L'ordonnance, qui définit de nouvelles règles d'assistance en cas d'avortement dans les cas prévus par la loi, comme c'est le cas pour les atteintes sexuelles, fait référence à la «notification obligatoire à la police par le médecin, les autres professionnels de santé ou les responsables de l'établissement de santé qu'ils ont accueillis. le patient dans les cas où il existe des preuves ou une confirmation du crime de violation ».

«Les professionnels mentionnés doivent conserver les éventuelles preuves matérielles du crime de viol à remettre immédiatement aux autorités policières, telles que des fragments d'embryons ou de fœtus en vue de mener des confrontations génétiques susceptibles de conduire à l'identification de l'auteur respectif du crime, en vertu de la loi. », Ajoute l'ordonnance.

Le document, publié au Journal officiel fédéral, établit également une série de mesures qui doivent être suivies par les équipes de santé afin que les femmes enceintes aient accès à la procédure d'interruption de grossesse, y compris l'obligation pour les médecins d'informer les femmes de la possibilité. si elle voit le fœtus ou l'embryon à l'échographie, si elle le souhaite.

Selon les experts entendus par la presse locale, cette mesure est considérée comme un moyen de rétrograder la patiente de l'avortement consommé.

Le texte oblige également les femmes à signer un formulaire de consentement avec une liste des complications possibles que l'interruption de grossesse peut entraîner.

Au vu de cette ordonnance, un groupe de 10 députés fédéraux a soumis au Congrès un projet de décret législatif annulant la mesure.

Dans la proposition, la membre du Congrès Jandira Feghali, du Parti communiste du Brésil (PCdoB), a souligné que la nouvelle règle restreint les droits des femmes victimes de violences sexuelles.

«Dans la pratique, l'ordonnance empêche les femmes et les filles victimes de violences sexuelles dans les services de santé de répondre à ces demandes», a écrit le député, cité par le journal O Globo.

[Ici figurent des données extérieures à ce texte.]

//! Task model.
//!
//! # Responsibility
//! - Define tasks and their informational subtasks.
//! - Provide ordered status helpers for step-wise board moves.
//!
//! # Invariants
//! - Subtasks never feed `Task::status`.
//! - The command layer accepts any status jump; `TaskStatus::step` is only a
//!   helper for callers that want ±1 moves.

use crate::model::common::{new_entity_id, EntityId, Priority};
use chrono::NaiveDate;
use serde::{Deserialize, Serialize};

/// Ordered task lifecycle.
#[derive(Debug, Clone, Copy, Default, PartialEq, Eq, PartialOrd, Ord, Hash, Serialize, Deserialize)]
#[serde(rename_all = "snake_case")]
pub enum TaskStatus {
    #[default]
    Todo,
    InProgress,
    InReview,
    Done,
}

impl TaskStatus {
    /// All states in board order.
    pub const ALL: [TaskStatus; 4] = [
        Self::Todo,
        Self::InProgress,
        Self::InReview,
        Self::Done,
    ];

    pub fn as_str(self) -> &'static str {
        match self {
            Self::Todo => "todo",
            Self::InProgress => "in_progress",
            Self::InReview => "in_review",
            Self::Done => "done",
        }
    }

    fn index(self) -> usize {
        match self {
            Self::Todo => 0,
            Self::InProgress => 1,
            Self::InReview => 2,
            Self::Done => 3,
        }
    }

    /// Moves one column forward (`forward = true`) or back.
    ///
    /// Returns `None` at either end of the board.
    pub fn step(self, forward: bool) -> Option<TaskStatus> {
        let index = self.index();
        let target = if forward {
            index.checked_add(1)?
        } else {
            index.checked_sub(1)?
        };
        Self::ALL.get(target).copied()
    }
}

/// Informational checklist item of a task.
#[derive(Debug, Clone, PartialEq, Eq, Serialize, Deserialize)]
#[serde(rename_all = "camelCase")]
pub struct Subtask {
    pub id: EntityId,
    pub title: String,
    #[serde(default)]
    pub done: bool,
}

impl Subtask {
    pub fn new(title: impl Into<String>) -> Self {
        Self {
            id: new_entity_id(),
            title: title.into(),
            done: false,
        }
    }
}

/// Unit of work under a plan.
#[derive(Debug, Clone, PartialEq, Eq, Serialize, Deserialize)]
#[serde(rename_all = "camelCase")]
pub struct Task {
    pub id: EntityId,
    pub plan_id: EntityId,
    pub title: String,
    #[serde(default, skip_serializing_if = "Option::is_none")]
    pub description: Option<String>,
    #[serde(default)]
    pub priority: Priority,
    #[serde(default)]
    pub status: TaskStatus,
    #[serde(default, skip_serializing_if = "Option::is_none")]
    pub start_date: Option<NaiveDate>,
    #[serde(default, skip_serializing_if = "Option::is_none")]
    pub deadline: Option<NaiveDate>,
    #[serde(default)]
    pub subtasks: Vec<Subtask>,
}

impl Task {
    /// Creates a `todo` task with a generated id under `plan_id`.
    pub fn new(plan_id: impl Into<EntityId>, title: impl Into<String>) -> Self {
        Self {
            id: new_entity_id(),
            plan_id: plan_id.into(),
            title: title.into(),
            description: None,
            priority: Priority::default(),
            status: TaskStatus::Todo,
            start_date: None,
            deadline: None,
            subtasks: Vec::new(),
        }
    }

    pub fn is_done(&self) -> bool {
        self.status == TaskStatus::Done
    }

    pub fn subtask_mut(&mut self, subtask_id: &str) -> Option<&mut Subtask> {
        self.subtasks
            .iter_mut()
            .find(|subtask| subtask.id == subtask_id)
    }
}
//! Evaluation notes and objective journal.
//!
//! # Responsibility
//! - Define evaluation periods and the persisted note key format.
//! - Define journal entries owned by objectives.
//!
//! # Invariants
//! - Note keys are `<objectiveId>_<period>`; objective ids may themselves
//!   contain `_`, so parsing splits on the last separator.
//! - Note values are kept within `0..=10`; absence reads as 0.

use crate::model::common::{new_entity_id, EntityId};
use serde::{Deserialize, Serialize};
use std::collections::BTreeMap;
use std::time::{SystemTime, UNIX_EPOCH};

pub const NOTE_MIN: f64 = 0.0;
pub const NOTE_MAX: f64 = 10.0;

/// Half-year evaluation window.
#[derive(Debug, Clone, Copy, PartialEq, Eq, Hash, PartialOrd, Ord, Serialize, Deserialize)]
#[serde(rename_all = "camelCase")]
pub enum Period {
    FirstHalf,
    SecondHalf,
}

impl Period {
    pub const ALL: [Period; 2] = [Self::FirstHalf, Self::SecondHalf];

    pub fn as_str(self) -> &'static str {
        match self {
            Self::FirstHalf => "firstHalf",
            Self::SecondHalf => "secondHalf",
        }
    }

    pub fn parse(value: &str) -> Option<Period> {
        match value {
            "firstHalf" => Some(Self::FirstHalf),
            "secondHalf" => Some(Self::SecondHalf),
            _ => None,
        }
    }
}

/// Key of one evaluation note.
#[derive(Debug, Clone, PartialEq, Eq, Hash)]
pub struct NoteKey {
    pub objective_id: String,
    pub period: Period,
}

impl NoteKey {
    pub fn new(objective_id: impl Into<String>, period: Period) -> Self {
        Self {
            objective_id: objective_id.into(),
            period,
        }
    }

    /// Formats the key used in the persisted `notes` map.
    pub fn storage_key(&self) -> String {
        format!("{}_{}", self.objective_id, self.period.as_str())
    }

    /// Parses a persisted key; returns `None` for foreign formats.
    pub fn parse(value: &str) -> Option<NoteKey> {
        let (objective_id, period) = value.rsplit_once('_')?;
        if objective_id.is_empty() {
            return None;
        }
        Some(Self::new(objective_id, Period::parse(period)?))
    }
}

/// Clamps a note into `0..=10`; `NaN` maps to 0.
pub fn clamp_note(value: f64) -> f64 {
    if value.is_nan() {
        return NOTE_MIN;
    }
    value.clamp(NOTE_MIN, NOTE_MAX)
}

/// Reads one note from a persisted notes map; absent keys read as 0.
pub fn note_value(notes: &BTreeMap<String, f64>, objective_id: &str, period: Period) -> f64 {
    let key = NoteKey::new(objective_id, period).storage_key();
    notes.get(&key).copied().unwrap_or(NOTE_MIN)
}

/// Free-text log line attached to an objective.
#[derive(Debug, Clone, PartialEq, Eq, Serialize, Deserialize)]
#[serde(rename_all = "camelCase")]
pub struct JournalEntry {
    pub id: EntityId,
    pub text: String,
    /// Unix epoch milliseconds.
    pub timestamp: i64,
}

impl JournalEntry {
    /// Creates an entry stamped with the current wall-clock time.
    pub fn new(text: impl Into<String>) -> Self {
        Self::at(text, now_epoch_ms())
    }

    pub fn at(text: impl Into<String>, timestamp: i64) -> Self {
        Self {
            id: new_entity_id(),
            text: text.into(),
            timestamp,
        }
    }
}

fn now_epoch_ms() -> i64 {
    SystemTime::now()
        .duration_since(UNIX_EPOCH)
        .map(|elapsed| i64::try_from(elapsed.as_millis()).unwrap_or(i64::MAX))
        .unwrap_or(0)
}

«Nous avons reçu la règle en réaction au récent cas d'autorisation judiciaire pour l'interruption de grossesse d'un enfant de tout juste 10 ans et non avec la base technique qui devrait guider les politiques publiques. C'est inacceptable », a ajouté Jandira Feghali.

Le député a évoqué le cas d'une fillette de 10 ans, qui avait besoin ce mois-ci d'une autorisation judiciaire pour avorter, après avoir été violée par un oncle pendant plusieurs années, et se retrouver enceinte.

L'affaire, qui a provoqué une agitation nationale, a conduit plusieurs manifestants à se rassembler devant l'hôpital où l'enfant devait interrompre sa grossesse et a qualifié l'équipe médicale responsable de l'affaire de «meurtrière».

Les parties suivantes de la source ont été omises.